13-tie) A DANGEROUS METHOD, MARTHA MARCY MAY MARLENE & TAKE SHELTER
These three films dealt with mental conflict in uniquely powerful ways. David Cronenberg's story of Carl Jung and Sigmund Freud deals with the mental anguish of repression in a thought provoking way. Sean Durkin's tale of a survivor of a cult features a remarkable performance from Elizabeth Olsen, whose paranoid character can't reorient herself to the regular world. Jeff Nichols' tale of a man struggling to control his increasing schizophrenia is the best film I've seen on the disorder, which features first rate performances from Oscar-nominee Michael Shannon and Jessica Chastain.

14) HIGHER GROUND
Actress Vera Farmiga makes her directing debut in this thoughtful look at the issue of faith.
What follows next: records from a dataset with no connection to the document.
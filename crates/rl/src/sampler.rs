//! Strategies for turning an action distribution into an action index.

/// Picks an action index from a probability vector.
///
/// Implementations must return an index in `0..probs.len()` for any non-empty
/// input, even if the probabilities are unnormalised or contain NaN.
pub trait ActionSampler {
    fn sample(&mut self, probs: &[f32]) -> usize;
}

/// Draws from the categorical distribution described by `probs`.
pub struct CategoricalSampler {
    rng: fastrand::Rng,
}

impl CategoricalSampler {
    #[must_use]
    pub fn new(seed: u64) -> Self {
        Self { rng: fastrand::Rng::with_seed(seed) }
    }
}

impl ActionSampler for CategoricalSampler {
    fn sample(&mut self, probs: &[f32]) -> usize {
        let total: f32 = probs.iter().filter(|p| p.is_finite() && **p > 0.0).sum();
        if total.is_nan() || total <= 0.0 {
            return self.rng.usize(..probs.len().max(1));
        }
        let u = self.rng.f32() * total;
        let mut cumulative = 0.0;
        let mut fallback = 0;
        for (i, &p) in probs.iter().enumerate() {
            if !(p.is_finite() && p > 0.0) {
                continue;
            }
            cumulative += p;
            fallback = i;
            if u < cumulative {
                return i;
            }
        }
        // Rounding can leave `u` just above the final cumulative sum.
        fallback
    }
}

/// Always takes the most probable action; ties go to the lowest index.
#[derive(Default)]
pub struct GreedySampler;

impl ActionSampler for GreedySampler {
    fn sample(&mut self, probs: &[f32]) -> usize {
        argmax(probs)
    }
}

pub(crate) fn argmax(probs: &[f32]) -> usize {
    let mut best = 0;
    for (i, &p) in probs.iter().enumerate() {
        if p > probs[best] || probs[best].is_nan() {
            best = i;
        }
    }
    best
}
This is a powerful drama that doesn't belittle believers or live in a fantasy world of moralistic platitudes.

15) YOUNG ADULT
Director Jason Reitman reteams with his JUNO screenwriter Diablo Cody for this biting black comedy about a YA author who decides to go back to her hometown to steal her high school boyfriend away from his wife. Charlize Theron is magnificent as the self centered would-be home wrecker and Patton Oswalt is the moral center as "hate crime boy."

16) WAR HORSE
Steven Spielberg's tear-jerking melodrama is like discovering a lost film from the 1950s. Stylistic and cinematically beautiful, this drama about a boy searching for his horse during WWI is like John Ford had a chance to make another epic.

17) MIDNIGHT IN PARIS
Woody Allen's loving ode to Paris in the 1920s stars Owen Wilson as a Hollywood screenwriter who dreams of living in a bygone era. With the vibe of Allen's THE PURPLE ROSE OF CAIRO, this magical comedy celebrates the past but still has something to say about today.

18-tie) 50/50 & CONTAGION
These two radically different films both deal with disease in a compelling way. Jonathan Levine's cancer comedy, starring Joseph Gordon-Levitt, Seth Rogen and Anna Kendrick, is not just a humorous look at how a young man deals with the disease, but how those around him react as well. Steven Soderbergh's super flu thriller is a masterful look at how the CDC would actually approach an epidemic, which features an all-star cast and makes you want to wash your hands more often.

19) MELANCHOLIA
Lars von Trier is one depressing filmmaker, so that is why his version of the apocalypse is so compelling. Kirsten Dunst gives the best performance of her career as a depressed new bride who feels like the world is coming to an end. As they say, just because you're paranoid doesn't mean a rogue planet isn't on a collision course with Earth.

20) MARGIN CALL
Director J.C. Chandor makes the most impressive feature debut of the year with this honest, but damning, look at one fictional firm who started the downfall of the U.S. economy. It's not a tale of conspiracies, but one of ruthless survival.

21) WARRIOR
Like a Greek epic, this human drama of fallen men is masked as an MMA flick. This story of brothers and their father has powerhouse performances from Tom Hardy, Joel Edgerton and Nick Nolte.

22) JANE EYRE
Michael Fassbender was the stand out male performer of the year and gives the most unblinking version of Charlotte Bronte's Rochester. Combine his performance with Mia Wasikowska's perfectly prim Jane and director Cary Fukunaga has made the best screen version of the classic tale.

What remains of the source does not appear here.